Your assignment: Beginning with the first entry, print all the records exactly.

────

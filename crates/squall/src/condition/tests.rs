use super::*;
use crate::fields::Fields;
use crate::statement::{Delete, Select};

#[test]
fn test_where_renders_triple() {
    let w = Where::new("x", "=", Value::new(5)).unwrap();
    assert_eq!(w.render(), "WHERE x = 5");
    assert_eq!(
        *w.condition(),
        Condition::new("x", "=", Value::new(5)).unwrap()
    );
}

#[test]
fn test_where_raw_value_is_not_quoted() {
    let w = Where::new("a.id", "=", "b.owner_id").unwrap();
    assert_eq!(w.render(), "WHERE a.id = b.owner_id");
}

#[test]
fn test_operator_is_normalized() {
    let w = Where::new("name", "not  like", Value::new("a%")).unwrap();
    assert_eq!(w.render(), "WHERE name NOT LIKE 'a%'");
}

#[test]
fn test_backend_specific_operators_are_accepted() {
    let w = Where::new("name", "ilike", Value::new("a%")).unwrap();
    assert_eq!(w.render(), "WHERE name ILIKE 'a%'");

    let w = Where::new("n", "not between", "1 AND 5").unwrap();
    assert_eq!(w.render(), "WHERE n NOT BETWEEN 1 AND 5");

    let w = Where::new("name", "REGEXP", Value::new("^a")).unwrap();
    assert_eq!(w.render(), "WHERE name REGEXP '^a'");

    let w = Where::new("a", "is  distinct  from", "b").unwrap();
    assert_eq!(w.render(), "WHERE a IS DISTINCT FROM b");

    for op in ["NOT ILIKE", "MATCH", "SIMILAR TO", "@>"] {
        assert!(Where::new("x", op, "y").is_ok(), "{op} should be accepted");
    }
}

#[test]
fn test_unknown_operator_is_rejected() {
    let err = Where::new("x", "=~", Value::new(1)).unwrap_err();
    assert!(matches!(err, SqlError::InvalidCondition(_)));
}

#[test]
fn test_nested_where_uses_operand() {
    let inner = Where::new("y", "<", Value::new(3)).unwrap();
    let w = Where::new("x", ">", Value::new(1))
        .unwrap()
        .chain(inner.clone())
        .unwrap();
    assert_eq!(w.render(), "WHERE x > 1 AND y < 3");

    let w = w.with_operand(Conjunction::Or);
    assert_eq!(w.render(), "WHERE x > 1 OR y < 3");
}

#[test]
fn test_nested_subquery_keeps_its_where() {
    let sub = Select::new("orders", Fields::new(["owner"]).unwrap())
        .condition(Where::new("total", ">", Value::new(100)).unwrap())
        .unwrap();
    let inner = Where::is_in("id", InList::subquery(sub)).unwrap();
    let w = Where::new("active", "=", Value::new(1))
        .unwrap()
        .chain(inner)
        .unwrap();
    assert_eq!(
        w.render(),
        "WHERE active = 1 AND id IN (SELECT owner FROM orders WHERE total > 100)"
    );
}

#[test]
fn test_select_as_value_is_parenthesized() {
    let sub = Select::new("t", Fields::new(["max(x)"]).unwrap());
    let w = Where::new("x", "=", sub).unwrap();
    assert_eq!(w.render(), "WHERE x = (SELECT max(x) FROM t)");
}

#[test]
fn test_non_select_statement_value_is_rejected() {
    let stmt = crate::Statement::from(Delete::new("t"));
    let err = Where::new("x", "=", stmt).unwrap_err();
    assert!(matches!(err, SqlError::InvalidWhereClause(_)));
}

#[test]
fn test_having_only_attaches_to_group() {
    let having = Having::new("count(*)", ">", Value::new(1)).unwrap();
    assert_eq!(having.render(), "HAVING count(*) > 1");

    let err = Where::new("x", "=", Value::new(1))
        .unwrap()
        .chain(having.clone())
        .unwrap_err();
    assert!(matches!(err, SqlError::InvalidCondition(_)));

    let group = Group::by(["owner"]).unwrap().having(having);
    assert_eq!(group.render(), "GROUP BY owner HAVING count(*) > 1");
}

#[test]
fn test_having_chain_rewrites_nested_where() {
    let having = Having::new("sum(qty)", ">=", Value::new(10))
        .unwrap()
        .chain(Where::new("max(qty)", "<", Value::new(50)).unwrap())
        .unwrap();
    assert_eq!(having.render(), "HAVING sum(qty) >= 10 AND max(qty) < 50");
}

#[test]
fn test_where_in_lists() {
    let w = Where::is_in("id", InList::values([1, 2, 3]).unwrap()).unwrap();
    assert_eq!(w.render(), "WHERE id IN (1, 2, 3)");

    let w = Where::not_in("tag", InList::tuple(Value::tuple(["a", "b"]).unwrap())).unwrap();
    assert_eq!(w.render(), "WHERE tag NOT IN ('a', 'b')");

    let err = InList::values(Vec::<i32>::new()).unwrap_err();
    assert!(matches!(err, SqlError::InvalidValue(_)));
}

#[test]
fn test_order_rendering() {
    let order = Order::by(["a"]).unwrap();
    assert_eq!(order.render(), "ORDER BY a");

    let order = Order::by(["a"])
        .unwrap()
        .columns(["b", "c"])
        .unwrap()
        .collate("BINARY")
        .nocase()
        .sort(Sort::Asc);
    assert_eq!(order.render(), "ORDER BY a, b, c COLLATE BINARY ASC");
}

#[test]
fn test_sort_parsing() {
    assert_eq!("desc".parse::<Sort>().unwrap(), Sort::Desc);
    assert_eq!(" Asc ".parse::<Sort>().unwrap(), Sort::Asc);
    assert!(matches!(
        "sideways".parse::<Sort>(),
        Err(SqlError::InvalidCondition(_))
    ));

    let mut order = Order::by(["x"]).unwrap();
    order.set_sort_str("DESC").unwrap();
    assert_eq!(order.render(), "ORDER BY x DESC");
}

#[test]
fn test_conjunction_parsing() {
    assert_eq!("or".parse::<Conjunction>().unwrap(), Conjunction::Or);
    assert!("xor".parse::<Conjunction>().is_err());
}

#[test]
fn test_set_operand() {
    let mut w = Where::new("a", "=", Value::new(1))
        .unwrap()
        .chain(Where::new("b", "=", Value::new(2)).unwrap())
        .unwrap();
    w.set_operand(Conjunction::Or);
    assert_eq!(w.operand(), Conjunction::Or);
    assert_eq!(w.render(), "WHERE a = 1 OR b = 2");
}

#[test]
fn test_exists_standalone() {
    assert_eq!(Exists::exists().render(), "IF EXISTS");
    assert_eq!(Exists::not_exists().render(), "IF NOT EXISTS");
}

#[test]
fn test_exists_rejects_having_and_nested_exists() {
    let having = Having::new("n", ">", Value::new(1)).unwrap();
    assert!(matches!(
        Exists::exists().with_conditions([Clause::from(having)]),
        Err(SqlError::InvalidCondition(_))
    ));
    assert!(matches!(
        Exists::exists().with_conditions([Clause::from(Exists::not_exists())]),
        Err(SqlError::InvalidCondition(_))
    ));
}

────

Answer:
filename crates/squall/src/condition/tests.rs
use super::*;
use crate::fields::Fields;
use crate::statement::{Delete, Select};

#[test]
fn test_where_renders_triple() {
    let w = Where::new("x", "=", Value::new(5)).unwrap();
    assert_eq!(w.render(), "WHERE x = 5");
    assert_eq!(
        *w.condition(),
        Condition::new("x", "=", Value::new(5)).unwrap()
    );
}

#[test]
fn test_where_raw_value_is_not_quoted() {
    let w = Where::new("a.id", "=", "b.owner_id").unwrap();
    assert_eq!(w.render(), "WHERE a.id = b.owner_id");
}

#[test]
fn test_operator_is_normalized() {
    let w = Where::new("name", "not  like", Value::new("a%")).unwrap();
    assert_eq!(w.render(), "WHERE name NOT LIKE 'a%'");
}

#[test]
fn test_backend_specific_operators_are_accepted() {
    let w = Where::new("name", "ilike", Value::new("a%")).unwrap();
    assert_eq!(w.render(), "WHERE name ILIKE 'a%'");

    let w = Where::new("n", "not between", "1 AND 5").unwrap();
    assert_eq!(w.render(), "WHERE n NOT BETWEEN 1 AND 5");

    let w = Where::new("name", "REGEXP", Value::new("^a")).unwrap();
    assert_eq!(w.render(), "WHERE name REGEXP '^a'");

    let w = Where::new("a", "is  distinct  from", "b").unwrap();
    assert_eq!(w.render(), "WHERE a IS DISTINCT FROM b");

    for op in ["NOT ILIKE", "MATCH", "SIMILAR TO", "@>"] {
        assert!(Where::new("x", op, "y").is_ok(), "{op} should be accepted");
    }
}

#[test]
fn test_unknown_operator_is_rejected() {
    let err = Where::new("x", "=~", Value::new(1)).unwrap_err();
    assert!(matches!(err, SqlError::InvalidCondition(_)));
}

#[test]
fn test_nested_where_uses_operand() {
    let inner = Where::new("y", "<", Value::new(3)).unwrap();
    let w = Where::new("x", ">", Value::new(1))
        .unwrap()
        .chain(inner.clone())
        .unwrap();
    assert_eq!(w.render(), "WHERE x > 1 AND y < 3");

    let w = w.with_operand(Conjunction::Or);
    assert_eq!(w.render(), "WHERE x > 1 OR y < 3");
}

#[test]
fn test_nested_subquery_keeps_its_where() {
    let sub = Select::new("orders", Fields::new(["owner"]).unwrap())
        .condition(Where::new("total", ">", Value::new(100)).unwrap())
        .unwrap();
    let inner = Where::is_in("id", InList::subquery(sub)).unwrap();
    let w = Where::new("active", "=", Value::new(1))
        .unwrap()
        .chain(inner)
        .unwrap();
    assert_eq!(
        w.render(),
        "WHERE active = 1 AND id IN (SELECT owner FROM orders WHERE total > 100)"
    );
}

#[test]
fn test_select_as_value_is_parenthesized() {
    let sub = Select::new("t", Fields::new(["max(x)"]).unwrap());
    let w = Where::new("x", "=", sub).unwrap();
    assert_eq!(w.render(), "WHERE x = (SELECT max(x) FROM t)");
}

#[test]
fn test_non_select_statement_value_is_rejected() {
    let stmt = crate::Statement::from(Delete::new("t"));
    let err = Where::new("x", "=", stmt).unwrap_err();
    assert!(matches!(err, SqlError::InvalidWhereClause(_)));
}

#[test]
fn test_having_only_attaches_to_group() {
    let having = Having::new("count(*)", ">", Value::new(1)).unwrap();
    assert_eq!(having.render(), "HAVING count(*) > 1");

    let err = Where::new("x", "=", Value::new(1))
        .unwrap()
        .chain(having.clone())
        .unwrap_err();
    assert!(matches!(err, SqlError::InvalidCondition(_)));

    let group = Group::by(["owner"]).unwrap().having(having);
    assert_eq!(group.render(), "GROUP BY owner HAVING count(*) > 1");
}

#[test]
fn test_having_chain_rewrites_nested_where() {
    let having = Having::new("sum(qty)", ">=", Value::new(10))
        .unwrap()
        .chain(Where::new("max(qty)", "<", Value::new(50)).unwrap())
        .unwrap();
    assert_eq!(having.render(), "HAVING sum(qty) >= 10 AND max(qty) < 50");
}

#[test]
fn test_where_in_lists() {
    let w = Where::is_in("id", InList::values([1, 2, 3]).unwrap()).unwrap();
    assert_eq!(w.render(), "WHERE id IN (1, 2, 3)");

    let w = Where::not_in("tag", InList::tuple(Value::tuple(["a", "b"]).unwrap())).unwrap();
    assert_eq!(w.render(), "WHERE tag NOT IN ('a', 'b')");

    let err = InList::values(Vec::<i32>::new()).unwrap_err();
    assert!(matches!(err, SqlError::InvalidValue(_)));
}

#[test]
fn test_order_rendering() {
    let order = Order::by(["a"]).unwrap();
    assert_eq!(order.render(), "ORDER BY a");

    let order = Order::by(["a"])
        .unwrap()
        .columns(["b", "c"])
        .unwrap()
        .collate("BINARY")
        .nocase()
        .sort(Sort::Asc);
    assert_eq!(order.render(), "ORDER BY a, b, c COLLATE BINARY ASC");
}

#[test]
fn test_sort_parsing() {
    assert_eq!("desc".parse::<Sort>().unwrap(), Sort::Desc);
    assert_eq!(" Asc ".parse::<Sort>().unwrap(), Sort::Asc);
    assert!(matches!(
        "sideways".parse::<Sort>(),
        Err(SqlError::InvalidCondition(_))
    ));

    let mut order = Order::by(["x"]).unwrap();
    order.set_sort_str("DESC").unwrap();
    assert_eq!(order.render(), "ORDER BY x DESC");
}

#[test]
fn test_conjunction_parsing() {
    assert_eq!("or".parse::<Conjunction>().unwrap(), Conjunction::Or);
    assert!("xor".parse::<Conjunction>().is_err());
}

#[test]
fn test_set_operand() {
    let mut w = Where::new("a", "=", Value::new(1))
        .unwrap()
        .chain(Where::new("b", "=", Value::new(2)).unwrap())
        .unwrap();
    w.set_operand(Conjunction::Or);
    assert_eq!(w.operand(), Conjunction::Or);
    assert_eq!(w.render(), "WHERE a = 1 OR b = 2");
}

#[test]
fn test_exists_standalone() {
    assert_eq!(Exists::exists().render(), "IF EXISTS");
    assert_eq!(Exists::not_exists().render(), "IF NOT EXISTS");
}

#[test]
fn test_exists_rejects_having_and_nested_exists() {
    let having = Having::new("n", ">", Value::new(1)).unwrap();
    assert!(matches!(
        Exists::exists().with_conditions([Clause::from(having)]),
        Err(SqlError::InvalidCondition(_))
    ));
    assert!(matches!(
        Exists::exists().with_conditions([Clause::from(Exists::not_exists())]),
        Err(SqlError::InvalidCondition(_))
    ));
}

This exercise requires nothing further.